AVAILABLE DATA section start
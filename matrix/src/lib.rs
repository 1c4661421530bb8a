/*
MIT License
Copyright (c)  Germán Molina
Permission is hereby granted, free of charge, to any person obtaining a copy
of this software and associated documentation files (the "Software"), to deal
in the Software without restriction, including without limitation the rights
to use, copy, modify, merge, publish, distribute, sublicense, and/or sell
copies of the Software, and to permit persons to whom the Software is
furnished to do so, subject to the following conditions:
The above copyright notice and this permission notice shall be included in all
copies or substantial portions of the Software.
THE SOFTWARE IS PROVIDED "AS IS", WITHOUT WARRANTY OF ANY KIND, EXPRESS OR
IMPLIED, INCLUDING BUT NOT LIMITED TO THE WARRANTIES OF MERCHANTABILITY,
FITNESS FOR A PARTICULAR PURPOSE AND NONINFRINGEMENT. IN NO EVENT SHALL THE
AUTHORS OR COPYRIGHT HOLDERS BE LIABLE FOR ANY CLAIM, DAMAGES OR OTHER
LIABILITY, WHETHER IN AN ACTION OF CONTRACT, TORT OR OTHERWISE, ARISING FROM,
OUT OF OR IN CONNECTION WITH THE SOFTWARE OR THE USE OR OTHER DEALINGS IN THE
SOFTWARE.
*/

#![deny(missing_docs)]

//! A small dense-matrix library, sufficient for the linear systems that
//! appear in building simulation (room balances are sized by the number
//! of rooms; conduction chains are banded).

use serde::{Deserialize, Serialize};

/// The kind of Floating point number used in the
/// library... the `"float"` feature means it becomes `f32`
/// and `f64` is used otherwise.
#[cfg(feature = "float")]
pub type Float = f32;

/// The kind of Floating point number used in the
/// library... the `"float"` feature means it becomes `f32`
/// and `f64` is used otherwise.
#[cfg(not(feature = "float"))]
pub type Float = f64;

/// A dense matrix of [`Float`], stored in row-major order.
#[derive(Debug, Clone, Default, Serialize, Deserialize, PartialEq)]
pub struct Matrix {
    nrows: usize,
    ncols: usize,
    data: Vec<Float>,
}

impl std::fmt::Display for Matrix {
    fn fmt(&self, f: &mut std::fmt::Formatter<'_>) -> std::fmt::Result {
        for nrow in 0..self.nrows {
            for ncol in 0..self.ncols {
                write!(f, "{:12.5} ", self.data[nrow * self.ncols + ncol])?;
            }
            writeln!(f)?;
        }
        Ok(())
    }
}

impl Matrix {
    /// Creates a new matrix of `nrows` by `ncols`, filled with the value `v`
    pub fn new(v: Float, nrows: usize, ncols: usize) -> Self {
        Self {
            nrows,
            ncols,
            data: vec![v; nrows * ncols],
        }
    }

    /// Creates a matrix from its raw row-major data
    pub fn from_data(nrows: usize, ncols: usize, data: Vec<Float>) -> Result<Self, String> {
        if data.len() != nrows * ncols {
            return Err(format!(
                "Matrix of {}x{} requires {} elements... found {}",
                nrows,
                ncols,
                nrows * ncols,
                data.len()
            ));
        }
        Ok(Self { nrows, ncols, data })
    }

    /// Creates an `n` by `n` identity matrix
    pub fn eye(n: usize) -> Self {
        let mut ret = Self::new(0.0, n, n);
        for i in 0..n {
            ret.data[i * n + i] = 1.0;
        }
        ret
    }

    /// Returns the size of the matrix as `(nrows, ncols)`
    pub fn size(&self) -> (usize, usize) {
        (self.nrows, self.ncols)
    }

    fn check(&self, nrow: usize, ncol: usize) -> Result<(), String> {
        if nrow >= self.nrows || ncol >= self.ncols {
            return Err(format!(
                "Index ({},{}) is out of bounds... matrix is of size {}x{}",
                nrow, ncol, self.nrows, self.ncols
            ));
        }
        Ok(())
    }

    /// Retrieves an element
    pub fn get(&self, nrow: usize, ncol: usize) -> Result<Float, String> {
        self.check(nrow, ncol)?;
        Ok(self.data[nrow * self.ncols + ncol])
    }

    /// Sets an element
    pub fn set(&mut self, nrow: usize, ncol: usize, v: Float) -> Result<(), String> {
        self.check(nrow, ncol)?;
        self.data[nrow * self.ncols + ncol] = v;
        Ok(())
    }

    /// Adds `v` to an element
    pub fn add_to_element(&mut self, nrow: usize, ncol: usize, v: Float) -> Result<(), String> {
        self.check(nrow, ncol)?;
        self.data[nrow * self.ncols + ncol] += v;
        Ok(())
    }

    /// Multiplies an element by `v`
    pub fn scale_element(&mut self, nrow: usize, ncol: usize, v: Float) -> Result<(), String> {
        self.check(nrow, ncol)?;
        self.data[nrow * self.ncols + ncol] *= v;
        Ok(())
    }

    /// Copies the contents of `other` into `self`. Both matrices
    /// must already be of the same size.
    pub fn copy_from(&mut self, other: &Matrix) {
        debug_assert_eq!(self.nrows, other.nrows);
        debug_assert_eq!(self.ncols, other.ncols);
        self.data.copy_from_slice(&other.data);
    }

    /// Multiplies `self` by `other`, writing the result into `into`
    /// (which must be of the correct size already)
    pub fn prod_into(&self, other: &Matrix, into: &mut Matrix) -> Result<(), String> {
        if self.ncols != other.nrows {
            return Err(format!(
                "Cannot multiply a {}x{} matrix by a {}x{} one",
                self.nrows, self.ncols, other.nrows, other.ncols
            ));
        }
        if into.nrows != self.nrows || into.ncols != other.ncols {
            return Err(format!(
                "Target matrix should be of size {}x{}... found {}x{}",
                self.nrows, other.ncols, into.nrows, into.ncols
            ));
        }
        for nrow in 0..self.nrows {
            for ncol in 0..other.ncols {
                let mut v = 0.0;
                for k in 0..self.ncols {
                    v += self.data[nrow * self.ncols + k] * other.data[k * other.ncols + ncol];
                }
                into.data[nrow * other.ncols + ncol] = v;
            }
        }
        Ok(())
    }

    /// Solves `self * x = b` in place through Gaussian elimination with
    /// partial pivoting. `self` is destroyed and `b` ends up containing `x`.
    pub fn mut_gaussian(&mut self, b: &mut Matrix) -> Result<(), String> {
        let n = self.nrows;
        if self.ncols != n {
            return Err(format!(
                "Gaussian elimination requires a square matrix... found {}x{}",
                self.nrows, self.ncols
            ));
        }
        if b.nrows != n || b.ncols != 1 {
            return Err(format!(
                "Expecting 'b' to be of size {}x1... found {}x{}",
                n, b.nrows, b.ncols
            ));
        }

        for col in 0..n {
            // pivot
            let mut pivot_row = col;
            let mut pivot_val = self.data[col * n + col].abs();
            for row in col + 1..n {
                let v = self.data[row * n + col].abs();
                if v > pivot_val {
                    pivot_val = v;
                    pivot_row = row;
                }
            }
            if pivot_val < Float::EPSILON {
                return Err("Cannot solve: matrix is singular".to_string());
            }
            if pivot_row != col {
                for k in 0..n {
                    self.data.swap(col * n + k, pivot_row * n + k);
                }
                b.data.swap(col, pivot_row);
            }

            // eliminate
            for row in col + 1..n {
                let factor = self.data[row * n + col] / self.data[col * n + col];
                if factor == 0.0 {
                    continue;
                }
                for k in col..n {
                    self.data[row * n + k] -= factor * self.data[col * n + k];
                }
                b.data[row] -= factor * b.data[col];
            }
        }

        // back-substitution
        for row in (0..n).rev() {
            let mut v = b.data[row];
            for k in row + 1..n {
                v -= self.data[row * n + k] * b.data[k];
            }
            b.data[row] = v / self.data[row * n + row];
        }
        Ok(())
    }

    /// Solves `self * x = b` in place for a banded matrix whose non-zero
    /// elements are all within `n_diag` diagonals of the main one (e.g.,
    /// `n_diag = 3` is a tridiagonal matrix). No pivoting is performed,
    /// which is fine for the diagonally dominant systems that conduction
    /// chains produce.
    pub fn mut_n_diag_gaussian(&mut self, b: &mut Matrix, n_diag: usize) -> Result<(), String> {
        let n = self.nrows;
        if self.ncols != n {
            return Err(format!(
                "Banded Gaussian elimination requires a square matrix... found {}x{}",
                self.nrows, self.ncols
            ));
        }
        if b.nrows != n || b.ncols != 1 {
            return Err(format!(
                "Expecting 'b' to be of size {}x1... found {}x{}",
                n, b.nrows, b.ncols
            ));
        }
        let half_band = n_diag / 2;

        for col in 0..n {
            let pivot = self.data[col * n + col];
            if pivot.abs() < Float::EPSILON {
                return Err("Cannot solve: zero pivot in banded matrix".to_string());
            }
            let last_row = (col + half_band).min(n - 1);
            for row in col + 1..=last_row {
                let factor = self.data[row * n + col] / pivot;
                if factor == 0.0 {
                    continue;
                }
                let last_col = (col + half_band).min(n - 1);
                for k in col..=last_col {
                    self.data[row * n + k] -= factor * self.data[col * n + k];
                }
                b.data[row] -= factor * b.data[col];
            }
        }

        for row in (0..n).rev() {
            let mut v = b.data[row];
            let last_col = (row + half_band).min(n - 1);
            for k in row + 1..=last_col {
                v -= self.data[row * n + k] * b.data[k];
            }
            b.data[row] = v / self.data[row * n + row];
        }
        Ok(())
    }
}

impl std::ops::AddAssign<&Matrix> for Matrix {
    fn add_assign(&mut self, other: &Matrix) {
        debug_assert_eq!(self.nrows, other.nrows);
        debug_assert_eq!(self.ncols, other.ncols);
        for (a, b) in self.data.iter_mut().zip(other.data.iter()) {
            *a += b;
        }
    }
}

impl std::ops::SubAssign<&Matrix> for Matrix {
    fn sub_assign(&mut self, other: &Matrix) {
        debug_assert_eq!(self.nrows, other.nrows);
        debug_assert_eq!(self.ncols, other.ncols);
        for (a, b) in self.data.iter_mut().zip(other.data.iter()) {
            *a -= b;
        }
    }
}

impl std::ops::MulAssign<Float> for Matrix {
    fn mul_assign(&mut self, s: Float) {
        for a in self.data.iter_mut() {
            *a *= s;
        }
    }
}

/***********/
/* TESTING */
/***********/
AVAILABLE DATA section end
● ACTIVITY
Output the records above exactly, from their first line through the line that contains "in the Software", and add nothing.

● WRITTEN ANSWER
filename matrix/src/lib.rs
repository 1c4661421530bb8a
/*
MIT License
Copyright (c)  Germán Molina
Permission is hereby granted, free of charge, to any person obtaining a copy
of this software and associated documentation files (the "Software"), to deal
in the Software without restriction, including without limitation the rights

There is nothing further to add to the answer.